• What you should do
Here are the records. Write out exactly the lines between the one holding "pub fn is_last_page(&self)" and the one holding "pub fn next_page_token(&self)", inclusive.
━━━━━ The data
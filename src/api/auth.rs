//! Token handling
//!
//! Personal access tokens are read, in order, from `DIGITALOCEAN_ACCESS_TOKEN`,
//! `DIGITALOCEAN_TOKEN`, and the doctl configuration file.

use serde::Deserialize;
use std::collections::HashMap;
use std::path::{Path, PathBuf};

const TOKEN_ENV_VARS: &[&str] = &["DIGITALOCEAN_ACCESS_TOKEN", "DIGITALOCEAN_TOKEN"];

/// Strip surrounding whitespace and single quotes from a pasted token.
pub fn clean_token(raw: &str) -> String {
    raw.trim().trim_matches('\'').to_string()
}

/// A usable token is non-empty and has no whitespace left after cleaning.
fn validate_token(token: &str) -> bool {
    !token.is_empty() && !token.chars().any(char::is_whitespace)
}

/// The subset of doctl's `config.yaml` we read.
#[derive(Debug, Default, Deserialize)]
struct DoctlConfig {
    #[serde(rename = "access-token", default)]
    access_token: Option<String>,
    #[serde(default)]
    context: Option<String>,
    #[serde(rename = "auth-contexts", default)]
    auth_contexts: HashMap<String, String>,
}

impl DoctlConfig {
    /// Token of the active context, falling back to the top-level token.
    fn active_token(&self) -> Option<&str> {
        match self.context.as_deref() {
            Some(ctx) if ctx != "default" => self.auth_contexts.get(ctx).map(String::as_str),
            _ => self.access_token.as_deref(),
        }
    }
}

/// Get the doctl configuration file path
pub fn doctl_config_path() -> Option<PathBuf> {
    dirs::config_dir().map(|p| p.join("doctl").join("config.yaml"))
}

/// Read the active token from a doctl configuration file.
pub fn read_doctl_token(path: &Path) -> Option<String> {
    let content = std::fs::read_to_string(path).ok()?;
    let config: DoctlConfig = match serde_yaml::from_str(&content) {
        Ok(c) => c,
        Err(e) => {
            tracing::warn!("Failed to parse {}: {}", path.display(), e);
            return None;
        }
    };

    let token = clean_token(config.active_token()?);
    if validate_token(&token) {
        Some(token)
    } else {
        tracing::warn!("Invalid token format in {}", path.display());
        None
    }
}

/// Find a token in the environment or the doctl configuration.
pub fn default_token() -> Option<String> {
    for var in TOKEN_ENV_VARS {
        if let Ok(raw) = std::env::var(var) {
            let token = clean_token(&raw);
            if validate_token(&token) {
                return Some(token);
            }
            tracing::warn!("Invalid token format in {}", var);
        }
    }

    read_doctl_token(&doctl_config_path()?)
}
//! Configuration Management
//!
//! Handles persistent configuration storage for docean.

use anyhow::{Context, Result};
use clap::ValueEnum;
use serde::{Deserialize, Serialize};
use std::path::{Path, PathBuf};

use crate::api::DEFAULT_BASE_URL;

/// Page size used when nothing else asks for one
pub const DEFAULT_PER_PAGE: u32 = 50;

/// How the CLI prints results
#[derive(Debug, Clone, Copy, Default, PartialEq, Eq, Serialize, Deserialize, ValueEnum)]
#[serde(rename_all = "lowercase")]
pub enum OutputFormat {
    #[default]
    Json,
    Yaml,
}

/// User configuration
#[derive(Debug, Clone, Serialize, Deserialize, Default, PartialEq)]
pub struct Config {
    /// API endpoint override, e.g. a staging environment
    #[serde(default)]
    pub api_url: Option<String>,
    /// Default page size for list commands
    #[serde(default)]
    pub per_page: Option<u32>,
    /// Default output format
    #[serde(default)]
    pub output: Option<OutputFormat>,
}

impl Config {
    /// Get the config file path
    pub fn config_path() -> Option<PathBuf> {
        dirs::config_dir().map(|p| p.join("docean").join("config.json"))
    }

    /// Load configuration from disk
    pub fn load() -> Self {
        let Some(path) = Self::config_path() else {
            return Self::default();
        };
        Self::load_from(&path)
    }

    /// Load configuration from `path`. A missing or unreadable file yields the defaults.
    pub fn load_from(path: &Path) -> Self {
        if !path.exists() {
            return Self::default();
        }

        match std::fs::read_to_string(path) {
            Ok(content) => serde_json::from_str(&content).unwrap_or_else(|e| {
                tracing::warn!("Ignoring malformed config {}: {}", path.display(), e);
                Self::default()
            }),
            Err(e) => {
                tracing::warn!("Failed to read config {}: {}", path.display(), e);
                Self::default()
            }
        }
    }

    /// Save configuration to disk
    pub fn save(&self) -> Result<()> {
        let Some(path) = Self::config_path() else {
            return Ok(());
        };
        self.save_to(&path)
    }

    pub fn save_to(&self, path: &Path) -> Result<()> {
        if let Some(parent) = path.parent() {
            std::fs::create_dir_all(parent)
                .with_context(|| format!("creating {}", parent.display()))?;
        }

        let content = serde_json::to_string_pretty(self)?;
        std::fs::write(path, content).with_context(|| format!("writing {}", path.display()))?;

        Ok(())
    }

    /// Get effective API URL (CLI > config > default)
    pub fn effective_api_url(&self, cli: Option<&str>) -> String {
        cli.map(str::to_string)
            .or_else(|| self.api_url.clone())
            .unwrap_or_else(|| DEFAULT_BASE_URL.to_string())
    }

    /// Get effective page size (CLI > config > default)
    pub fn effective_per_page(&self, cli: Option<u32>) -> u32 {
        cli.or(self.per_page).unwrap_or(DEFAULT_PER_PAGE)
    }

    /// Get effective output format (CLI > config > default)
    pub fn effective_output(&self, cli: Option<OutputFormat>) -> OutputFormat {
        cli.or(self.output).unwrap_or_default()
    }
}

#[cfg(test)]
mod tests {
    use super::*;

    #[test]
    fn test_missing_file_is_default() {
        let dir = tempfile::tempdir().unwrap();
        let config = Config::load_from(&dir.path().join("config.json"));
        assert_eq!(config, Config::default());
    }

    #[test]
    fn test_save_and_load() {
        let dir = tempfile::tempdir().unwrap();
        let path = dir.path().join("nested").join("config.json");

        let config = Config {
            api_url: Some("https://api.staging.example.com/".to_string()),
            per_page: Some(200),
            output: Some(OutputFormat::Yaml),
        };
        config.save_to(&path).unwrap();

        let content = std::fs::read_to_string(&path).unwrap();
        assert!(content.contains("\"output\": \"yaml\""));
        assert_eq!(Config::load_from(&path), config);
    }

    #[test]
    fn test_malformed_file_is_default() {
        let dir = tempfile::tempdir().unwrap();
        let path = dir.path().join("config.json");
        std::fs::write(&path, "{not json").unwrap();
        assert_eq!(Config::load_from(&path), Config::default());
    }

    #[test]
    fn test_precedence() {
        let config = Config {
            api_url: Some("https://config.example.com/".to_string()),
            per_page: Some(20),
            output: None,
        };

        assert_eq!(
            config.effective_api_url(Some("https://cli.example.com/")),
            "https://cli.example.com/"
        );
        assert_eq!(config.effective_api_url(None), "https://config.example.com/");
        assert_eq!(Config::default().effective_api_url(None), DEFAULT_BASE_URL);

        assert_eq!(config.effective_per_page(Some(5)), 5);
        assert_eq!(config.effective_per_page(None), 20);
        assert_eq!(Config::default().effective_per_page(None), DEFAULT_PER_PAGE);

        assert_eq!(config.effective_output(None), OutputFormat::Json);
        assert_eq!(
            config.effective_output(Some(OutputFormat::Yaml)),
            OutputFormat::Yaml
        );
    }
}
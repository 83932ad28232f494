//! Regions: datacenters resources can be created in

use crate::api::{add_options, Client, ListOptions, Response, Result};
use serde::{Deserialize, Serialize};

const REGIONS_PATH: &str = "/v2/regions";

/// A datacenter region.
#[derive(Debug, Clone, Default, PartialEq, Eq, Serialize, Deserialize)]
pub struct Region {
    #[serde(default)]
    pub slug: String,
    #[serde(default)]
    pub name: String,
    /// Size slugs available in this region
    #[serde(default)]
    pub sizes: Vec<String>,
    #[serde(default)]
    pub available: bool,
    #[serde(default)]
    pub features: Vec<String>,
}

#[derive(Deserialize)]
struct RegionsRoot {
    #[serde(default)]
    regions: Vec<Region>,
}

pub struct RegionsService<'a> {
    client: &'a Client,
}

impl<'a> RegionsService<'a> {
    pub(crate) fn new(client: &'a Client) -> Self {
        Self { client }
    }

    pub async fn list(&self, opts: &ListOptions) -> Result<(Vec<Region>, Response)> {
        let path = add_options(REGIONS_PATH, opts)?;
        let (root, resp): (RegionsRoot, _) = self.client.get(&path).await?;
        Ok((root.regions, resp))
    }
}

#[cfg(test)]
mod tests {
    use super::*;
    use serde_json::json;

    #[test]
    fn test_regions_root() {
        let root: RegionsRoot = serde_json::from_value(json!({
            "regions": [
                {"slug": "nyc3", "name": "New York 3", "sizes": ["s-1vcpu-1gb"], "available": true, "features": ["backups"]},
                {"slug": "ams2", "name": "Amsterdam 2", "available": false}
            ]
        }))
        .unwrap();

        assert_eq!(root.regions.len(), 2);
        assert_eq!(root.regions[0].sizes, vec!["s-1vcpu-1gb"]);
        assert!(!root.regions[1].available);
        assert!(root.regions[1].features.is_empty());
    }
}
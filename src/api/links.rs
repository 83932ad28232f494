//! Pagination links
//!
//! List endpoints answer with a `links` object next to the resource array:
//!
//! ```json
//! "links": {
//!   "pages": {"first": "...?page=1", "prev": "...?page=1", "next": "...?page=3"},
//!   "actions": [{"id": 1, "rel": "create", "href": "..."}]
//! }
//! ```

use super::error::{Error, Result};
use serde::{Deserialize, Serialize};
use url::Url;

/// Links returned alongside a list or an action-producing call.
#[derive(Debug, Clone, Default, PartialEq, Serialize, Deserialize)]
pub struct Links {
    #[serde(default, skip_serializing_if = "Option::is_none")]
    pub pages: Option<Pages>,
    #[serde(default, skip_serializing_if = "Vec::is_empty")]
    pub actions: Vec<LinkAction>,
}

/// Page URLs. Missing entries are empty strings.
#[derive(Debug, Clone, Default, PartialEq, Serialize, Deserialize)]
pub struct Pages {
    #[serde(default, skip_serializing_if = "String::is_empty")]
    pub first: String,
    #[serde(default, skip_serializing_if = "String::is_empty")]
    pub prev: String,
    #[serde(default, skip_serializing_if = "String::is_empty")]
    pub last: String,
    #[serde(default, skip_serializing_if = "String::is_empty")]
    pub next: String,
}

/// An action started by the request, e.g. the `create` action of a new droplet.
#[derive(Debug, Clone, Default, PartialEq, Serialize, Deserialize)]
pub struct LinkAction {
    #[serde(default)]
    pub id: u64,
    #[serde(default)]
    pub rel: String,
    #[serde(default)]
    pub href: String,
}

impl Links {
    /// Page number of the response these links came with.
    pub fn current_page(&self) -> Result<u32> {
        match &self.pages {
            None => Ok(1),
            Some(pages) => pages.current(),
        }
    }

    /// True when there is no page after this one.
    pub fn is_last_page(&self) -> bool {
        self.pages.as_ref().map_or(true, |p| p.next.is_empty())
    }

    /// `page_token` of the next page, for token-paginated endpoints.
    pub fn next_page_token(&self) -> Result<Option<String>> {
        match &self.pages {
            Some(p) if !p.next.is_empty() => page_token_for_url(&p.next),
            _ => Ok(None),
        }
    }

    /// `page_token` of the previous page, for token-paginated endpoints.
    pub fn prev_page_token(&self) -> Result<Option<String>> {
        match &self.pages {
            Some(p) if !p.prev.is_empty() => page_token_for_url(&p.prev),
            _ => Ok(None),
        }
    }

    /// Find the href of the action with the given `rel`.
    pub fn action_href(&self, rel: &str) -> Option<&str> {
        self.actions
            .iter()
            .find(|a| a.rel == rel)
            .map(|a| a.href.as_str())
    }
}

impl Pages {
    fn current(&self) -> Result<u32> {
        if self.prev.is_empty() && !self.next.is_empty() {
            return Ok(1);
        }
        if !self.prev.is_empty() {
            return Ok(page_for_url(&self.prev)? + 1);
        }
        Ok(0)
    }
}

/// Current page for an optional links object. `None` means a single page.
pub fn current_page(links: Option<&Links>) -> Result<u32> {
    links.map_or(Ok(1), Links::current_page)
}

/// Whether `links` describes the final page. Absent links mean there is only one page.
pub fn is_last_page(links: Option<&Links>) -> bool {
    links.map_or(true, Links::is_last_page)
}

/// Read the `page` query parameter of a page URL.
pub fn page_for_url(raw: &str) -> Result<u32> {
    let url = Url::parse(raw)?;
    let page = url
        .query_pairs()
        .find(|(k, _)| k == "page")
        .map(|(_, v)| v.into_owned())
        .ok_or_else(|| Error::InvalidResponse(format!("no page parameter in {}", raw)))?;

    page.parse::<u32>()
        .map_err(|_| Error::InvalidResponse(format!("page parameter is not a number: {}", page)))
}

fn page_token_for_url(raw: &str) -> Result<Option<String>> {
    let url = Url::parse(raw)?;
    Ok(url
        .query_pairs()
        .find(|(k, _)| k == "page_token")
        .map(|(_, v)| v.into_owned()))
}

#[cfg(test)]
mod tests {
    use super::*;
    use serde_json::json;

    fn links(value: serde_json::Value) -> Links {
        serde_json::from_value(value).unwrap()
    }

    #[test]
    fn test_first_page() {
        let l = links(json!({"pages": {
            "last": "https://api.digitalocean.com/v2/droplets/?page=3",
            "next": "https://api.digitalocean.com/v2/droplets/?page=2"
        }}));
        assert_eq!(l.current_page().unwrap(), 1);
        assert!(!l.is_last_page());
    }

    #[test]
    fn test_middle_page() {
        let l = links(json!({"pages": {
            "first": "https://api.digitalocean.com/v2/droplets/?page=1",
            "prev": "https://api.digitalocean.com/v2/droplets/?page=1",
            "last": "https://api.digitalocean.com/v2/droplets/?page=3",
            "next": "https://api.digitalocean.com/v2/droplets/?page=3"
        }}));
        assert_eq!(l.current_page().unwrap(), 2);
        assert!(!l.is_last_page());
    }

    #[test]
    fn test_last_page() {
        let l = links(json!({"pages": {
            "first": "https://api.digitalocean.com/v2/droplets/?page=1",
            "prev": "https://api.digitalocean.com/v2/droplets/?page=2"
        }}));
        assert_eq!(l.current_page().unwrap(), 3);
        assert!(l.is_last_page());
    }

    #[test]
    fn test_last_page_with_last_link() {
        let l = links(json!({"pages": {
            "first": "https://api.digitalocean.com/v2/projects?page=1",
            "prev": "https://api.digitalocean.com/v2/projects?page=2",
            "last": "https://api.digitalocean.com/v2/projects?page=3"
        }}));
        assert_eq!(l.current_page().unwrap(), 3);
        assert!(l.is_last_page());
    }

    #[test]
    fn test_missing_pages() {
        let l = links(json!({}));
        assert_eq!(l.current_page().unwrap(), 1);
        assert!(l.is_last_page());
        assert_eq!(current_page(None).unwrap(), 1);
        assert!(is_last_page(None));
    }

    #[test]
    fn test_page_for_url() {
        assert_eq!(page_for_url("https://api.digitalocean.com/v2/droplets/?page=5").unwrap(), 5);
        assert_eq!(
            page_for_url("https://api.digitalocean.com/v2/droplets/?page=2&page_token=aaa").unwrap(),
            2
        );
    }

    #[test]
    fn test_page_for_url_errors() {
        assert!(page_for_url("http://example.com").is_err());
        assert!(page_for_url("").is_err());
        assert!(page_for_url("no url").is_err());
    }

    #[test]
    fn test_page_tokens() {
        let l = links(json!({"pages": {
            "prev": "https://api.digitalocean.com/v2/droplets/?page_token=bbb",
            "next": "https://api.digitalocean.com/v2/droplets/?page_token=aaa"
        }}));
        assert_eq!(l.next_page_token().unwrap().as_deref(), Some("aaa"));
        assert_eq!(l.prev_page_token().unwrap().as_deref(), Some("bbb"));

        let l = links(json!({"pages": {"next": "https://api.digitalocean.com/v2/droplets/"}}));
        assert_eq!(l.next_page_token().unwrap(), None);

        let l = links(json!({"pages": {}}));
        assert_eq!(l.next_page_token().unwrap(), None);
        assert_eq!(l.prev_page_token().unwrap(), None);
    }

    #[test]
    fn test_action_href() {
        let l = links(json!({"actions": [
            {"id": 1, "rel": "create", "href": "https://api.digitalocean.com/v2/actions/1"}
        ]}));
        assert_eq!(l.action_href("create"), Some("https://api.digitalocean.com/v2/actions/1"));
        assert_eq!(l.action_href("delete"), None);
    }
}
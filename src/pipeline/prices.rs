//! Per-symbol last-price tracking for the live feed.

use std::collections::{HashMap, HashSet};

/// What a new trade means for a symbol.
#[derive(Debug, Clone, Copy, PartialEq)]
pub enum PriceUpdate {
    /// First trade ever seen; the caller should seed the symbol.
    FirstSeen,
    /// A seed lookup is still in flight; the trade is dropped.
    Seeding,
    /// Percent change against the last known price.
    Change(f64),
}

#[derive(Debug, Default, Clone)]
pub struct PriceTracker {
    last: HashMap<String, f64>,
    seeding: HashSet<String>,
}

impl PriceTracker {
    pub fn new() -> Self {
        Self::default()
    }

    /// Record a trade. The last price is updated on every `Change`.
    pub fn observe(&mut self, symbol: &str, price: f64) -> PriceUpdate {
        if self.seeding.contains(symbol) {
            return PriceUpdate::Seeding;
        }
        match self.last.get_mut(symbol) {
            None => {
                self.seeding.insert(symbol.to_string());
                PriceUpdate::FirstSeen
            }
            Some(last) => {
                let pct = if *last != 0.0 {
                    (price - *last) / *last * 100.0
                } else {
                    0.0
                };
                *last = price;
                PriceUpdate::Change(pct)
            }
        }
    }

    /// Finish seeding `symbol` with a reference price.
    pub fn seed(&mut self, symbol: &str, price: f64) {
        self.seeding.remove(symbol);
        self.last.insert(symbol.to_string(), price);
    }

    pub fn last(&self, symbol: &str) -> Option<f64> {
        self.last.get(symbol).copied()
    }
}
━━━━━━━━━━
• Solved problem
    pub fn is_last_page(&self) -> bool {
        self.pages.as_ref().map_or(true, |p| p.next.is_empty())
    }

    /// `page_token` of the next page, for token-paginated endpoints.
    pub fn next_page_token(&self) -> Result<Option<String>> {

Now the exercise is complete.